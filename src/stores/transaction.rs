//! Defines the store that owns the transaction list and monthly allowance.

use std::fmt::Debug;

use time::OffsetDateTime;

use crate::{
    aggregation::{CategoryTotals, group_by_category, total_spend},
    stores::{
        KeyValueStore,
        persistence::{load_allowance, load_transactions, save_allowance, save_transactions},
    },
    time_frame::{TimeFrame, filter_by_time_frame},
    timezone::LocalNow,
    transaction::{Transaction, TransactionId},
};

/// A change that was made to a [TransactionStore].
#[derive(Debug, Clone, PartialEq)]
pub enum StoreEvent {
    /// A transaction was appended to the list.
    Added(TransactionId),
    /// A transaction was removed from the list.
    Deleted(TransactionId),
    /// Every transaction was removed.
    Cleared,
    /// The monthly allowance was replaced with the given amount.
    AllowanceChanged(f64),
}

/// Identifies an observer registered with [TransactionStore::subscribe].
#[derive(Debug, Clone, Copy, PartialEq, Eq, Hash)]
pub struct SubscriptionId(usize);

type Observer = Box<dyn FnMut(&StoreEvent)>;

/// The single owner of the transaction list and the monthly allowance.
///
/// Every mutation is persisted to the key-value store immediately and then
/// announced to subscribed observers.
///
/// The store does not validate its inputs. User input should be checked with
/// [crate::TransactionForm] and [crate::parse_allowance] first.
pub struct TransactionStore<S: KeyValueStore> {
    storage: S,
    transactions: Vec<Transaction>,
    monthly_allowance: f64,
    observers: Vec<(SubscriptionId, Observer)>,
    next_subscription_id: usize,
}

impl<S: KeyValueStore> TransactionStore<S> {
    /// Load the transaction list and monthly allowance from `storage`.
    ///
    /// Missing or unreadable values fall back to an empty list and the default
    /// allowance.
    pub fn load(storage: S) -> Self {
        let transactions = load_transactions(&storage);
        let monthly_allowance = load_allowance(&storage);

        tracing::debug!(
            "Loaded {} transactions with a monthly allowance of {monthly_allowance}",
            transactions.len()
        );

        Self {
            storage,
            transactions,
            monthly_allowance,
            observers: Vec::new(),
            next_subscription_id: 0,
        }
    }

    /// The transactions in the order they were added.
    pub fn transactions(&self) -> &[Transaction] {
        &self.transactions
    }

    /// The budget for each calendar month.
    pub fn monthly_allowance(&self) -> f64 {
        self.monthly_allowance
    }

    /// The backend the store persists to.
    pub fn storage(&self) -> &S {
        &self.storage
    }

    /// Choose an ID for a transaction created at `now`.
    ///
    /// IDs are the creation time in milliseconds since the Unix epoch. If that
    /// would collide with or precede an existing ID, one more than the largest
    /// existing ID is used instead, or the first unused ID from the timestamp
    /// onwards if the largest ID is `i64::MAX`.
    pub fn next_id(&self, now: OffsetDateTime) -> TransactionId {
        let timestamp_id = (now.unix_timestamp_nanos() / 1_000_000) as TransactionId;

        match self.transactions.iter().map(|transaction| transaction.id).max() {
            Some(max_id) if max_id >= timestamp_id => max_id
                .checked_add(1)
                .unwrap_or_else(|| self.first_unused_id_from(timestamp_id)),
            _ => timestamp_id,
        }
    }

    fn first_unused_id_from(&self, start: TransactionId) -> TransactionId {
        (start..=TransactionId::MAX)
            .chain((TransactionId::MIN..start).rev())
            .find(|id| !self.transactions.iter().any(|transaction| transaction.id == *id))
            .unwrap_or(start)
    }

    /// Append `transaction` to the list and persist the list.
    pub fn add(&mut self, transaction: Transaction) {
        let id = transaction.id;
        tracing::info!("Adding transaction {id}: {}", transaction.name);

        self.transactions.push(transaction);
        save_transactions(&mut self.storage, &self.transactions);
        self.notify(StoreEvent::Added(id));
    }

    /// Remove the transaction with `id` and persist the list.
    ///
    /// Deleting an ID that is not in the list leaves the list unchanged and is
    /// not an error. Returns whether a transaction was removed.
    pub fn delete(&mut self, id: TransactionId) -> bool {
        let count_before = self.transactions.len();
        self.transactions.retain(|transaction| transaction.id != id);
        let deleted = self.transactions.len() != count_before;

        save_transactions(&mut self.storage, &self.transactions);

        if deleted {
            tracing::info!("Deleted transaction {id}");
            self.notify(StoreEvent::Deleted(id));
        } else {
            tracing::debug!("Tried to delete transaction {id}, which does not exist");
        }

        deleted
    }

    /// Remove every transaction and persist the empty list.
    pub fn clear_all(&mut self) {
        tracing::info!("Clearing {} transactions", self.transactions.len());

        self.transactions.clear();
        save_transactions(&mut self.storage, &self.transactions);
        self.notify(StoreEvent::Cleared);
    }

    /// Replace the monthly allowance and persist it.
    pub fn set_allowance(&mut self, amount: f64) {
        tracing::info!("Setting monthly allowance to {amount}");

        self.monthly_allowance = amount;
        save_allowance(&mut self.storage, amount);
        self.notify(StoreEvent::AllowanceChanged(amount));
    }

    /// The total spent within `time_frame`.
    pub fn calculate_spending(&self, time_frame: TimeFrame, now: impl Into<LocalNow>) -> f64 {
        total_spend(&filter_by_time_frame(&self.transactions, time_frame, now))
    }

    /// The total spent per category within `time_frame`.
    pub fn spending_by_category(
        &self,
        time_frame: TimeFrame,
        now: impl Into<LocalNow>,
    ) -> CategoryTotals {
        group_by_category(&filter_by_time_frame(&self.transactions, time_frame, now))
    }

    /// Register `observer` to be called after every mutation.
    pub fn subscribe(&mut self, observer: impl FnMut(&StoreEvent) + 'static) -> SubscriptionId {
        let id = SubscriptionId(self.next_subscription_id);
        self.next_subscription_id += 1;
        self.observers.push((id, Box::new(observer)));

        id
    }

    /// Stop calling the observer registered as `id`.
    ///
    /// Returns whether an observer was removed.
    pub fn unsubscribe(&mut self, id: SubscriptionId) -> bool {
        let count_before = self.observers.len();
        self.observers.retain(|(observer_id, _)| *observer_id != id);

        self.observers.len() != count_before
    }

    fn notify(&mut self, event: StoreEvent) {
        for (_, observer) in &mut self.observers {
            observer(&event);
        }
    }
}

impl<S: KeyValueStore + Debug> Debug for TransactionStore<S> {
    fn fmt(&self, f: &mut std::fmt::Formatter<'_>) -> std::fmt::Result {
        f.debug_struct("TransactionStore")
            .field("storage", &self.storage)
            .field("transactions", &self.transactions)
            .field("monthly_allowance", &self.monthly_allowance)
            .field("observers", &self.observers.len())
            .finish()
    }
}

Action item >>
Retype every entry, keeping each character as it was.

Response area >>
filename src/stores/transaction.rs
//! Defines the store that owns the transaction list and monthly allowance.

use std::fmt::Debug;

use time::OffsetDateTime;

use crate::{
    aggregation::{CategoryTotals, group_by_category, total_spend},
    stores::{
        KeyValueStore,
        persistence::{load_allowance, load_transactions, save_allowance, save_transactions},
    },
    time_frame::{TimeFrame, filter_by_time_frame},
    timezone::LocalNow,
    transaction::{Transaction, TransactionId},
};

/// A change that was made to a [TransactionStore].
#[derive(Debug, Clone, PartialEq)]
pub enum StoreEvent {
    /// A transaction was appended to the list.
    Added(TransactionId),
    /// A transaction was removed from the list.
    Deleted(TransactionId),
    /// Every transaction was removed.
    Cleared,
    /// The monthly allowance was replaced with the given amount.
    AllowanceChanged(f64),
}

/// Identifies an observer registered with [TransactionStore::subscribe].
#[derive(Debug, Clone, Copy, PartialEq, Eq, Hash)]
pub struct SubscriptionId(usize);

type Observer = Box<dyn FnMut(&StoreEvent)>;

/// The single owner of the transaction list and the monthly allowance.
///
/// Every mutation is persisted to the key-value store immediately and then
/// announced to subscribed observers.
///
/// The store does not validate its inputs. User input should be checked with
/// [crate::TransactionForm] and [crate::parse_allowance] first.
pub struct TransactionStore<S: KeyValueStore> {
    storage: S,
    transactions: Vec<Transaction>,
    monthly_allowance: f64,
    observers: Vec<(SubscriptionId, Observer)>,
    next_subscription_id: usize,
}

impl<S: KeyValueStore> TransactionStore<S> {
    /// Load the transaction list and monthly allowance from `storage`.
    ///
    /// Missing or unreadable values fall back to an empty list and the default
    /// allowance.
    pub fn load(storage: S) -> Self {
        let transactions = load_transactions(&storage);
        let monthly_allowance = load_allowance(&storage);

        tracing::debug!(
            "Loaded {} transactions with a monthly allowance of {monthly_allowance}",
            transactions.len()
        );

        Self {
            storage,
            transactions,
            monthly_allowance,
            observers: Vec::new(),
            next_subscription_id: 0,
        }
    }

    /// The transactions in the order they were added.
    pub fn transactions(&self) -> &[Transaction] {
        &self.transactions
    }

    /// The budget for each calendar month.
    pub fn monthly_allowance(&self) -> f64 {
        self.monthly_allowance
    }

    /// The backend the store persists to.
    pub fn storage(&self) -> &S {
        &self.storage
    }

    /// Choose an ID for a transaction created at `now`.
    ///
    /// IDs are the creation time in milliseconds since the Unix epoch. If that
    /// would collide with or precede an existing ID, one more than the largest
    /// existing ID is used instead, or the first unused ID from the timestamp
    /// onwards if the largest ID is `i64::MAX`.
    pub fn next_id(&self, now: OffsetDateTime) -> TransactionId {
        let timestamp_id = (now.unix_timestamp_nanos() / 1_000_000) as TransactionId;

        match self.transactions.iter().map(|transaction| transaction.id).max() {
            Some(max_id) if max_id >= timestamp_id => max_id
                .checked_add(1)
                .unwrap_or_else(|| self.first_unused_id_from(timestamp_id)),
            _ => timestamp_id,
        }
    }

    fn first_unused_id_from(&self, start: TransactionId) -> TransactionId {
        (start..=TransactionId::MAX)
            .chain((TransactionId::MIN..start).rev())
            .find(|id| !self.transactions.iter().any(|transaction| transaction.id == *id))
            .unwrap_or(start)
    }

    /// Append `transaction` to the list and persist the list.
    pub fn add(&mut self, transaction: Transaction) {
        let id = transaction.id;
        tracing::info!("Adding transaction {id}: {}", transaction.name);

        self.transactions.push(transaction);
        save_transactions(&mut self.storage, &self.transactions);
        self.notify(StoreEvent::Added(id));
    }

    /// Remove the transaction with `id` and persist the list.
    ///
    /// Deleting an ID that is not in the list leaves the list unchanged and is
    /// not an error. Returns whether a transaction was removed.
    pub fn delete(&mut self, id: TransactionId) -> bool {
        let count_before = self.transactions.len();
        self.transactions.retain(|transaction| transaction.id != id);
        let deleted = self.transactions.len() != count_before;

        save_transactions(&mut self.storage, &self.transactions);

        if deleted {
            tracing::info!("Deleted transaction {id}");
            self.notify(StoreEvent::Deleted(id));
        } else {
            tracing::debug!("Tried to delete transaction {id}, which does not exist");
        }

        deleted
    }

    /// Remove every transaction and persist the empty list.
    pub fn clear_all(&mut self) {
        tracing::info!("Clearing {} transactions", self.transactions.len());

        self.transactions.clear();
        save_transactions(&mut self.storage, &self.transactions);
        self.notify(StoreEvent::Cleared);
    }

    /// Replace the monthly allowance and persist it.
    pub fn set_allowance(&mut self, amount: f64) {
        tracing::info!("Setting monthly allowance to {amount}");

        self.monthly_allowance = amount;
        save_allowance(&mut self.storage, amount);
        self.notify(StoreEvent::AllowanceChanged(amount));
    }

    /// The total spent within `time_frame`.
    pub fn calculate_spending(&self, time_frame: TimeFrame, now: impl Into<LocalNow>) -> f64 {
        total_spend(&filter_by_time_frame(&self.transactions, time_frame, now))
    }

    /// The total spent per category within `time_frame`.
    pub fn spending_by_category(
        &self,
        time_frame: TimeFrame,
        now: impl Into<LocalNow>,
    ) -> CategoryTotals {
        group_by_category(&filter_by_time_frame(&self.transactions, time_frame, now))
    }

    /// Register `observer` to be called after every mutation.
    pub fn subscribe(&mut self, observer: impl FnMut(&StoreEvent) + 'static) -> SubscriptionId {
        let id = SubscriptionId(self.next_subscription_id);
        self.next_subscription_id += 1;
        self.observers.push((id, Box::new(observer)));

        id
    }

    /// Stop calling the observer registered as `id`.
    ///
    /// Returns whether an observer was removed.
    pub fn unsubscribe(&mut self, id: SubscriptionId) -> bool {
        let count_before = self.observers.len();
        self.observers.retain(|(observer_id, _)| *observer_id != id);

        self.observers.len() != count_before
    }

    fn notify(&mut self, event: StoreEvent) {
        for (_, observer) in &mut self.observers {
            observer(&event);
        }
    }
}

impl<S: KeyValueStore + Debug> Debug for TransactionStore<S> {
    fn fmt(&self, f: &mut std::fmt::Formatter<'_>) -> std::fmt::Result {
        f.debug_struct("TransactionStore")
            .field("storage", &self.storage)
            .field("transactions", &self.transactions)
            .field("monthly_allowance", &self.monthly_allowance)
            .field("observers", &self.observers.len())
            .finish()
    }
}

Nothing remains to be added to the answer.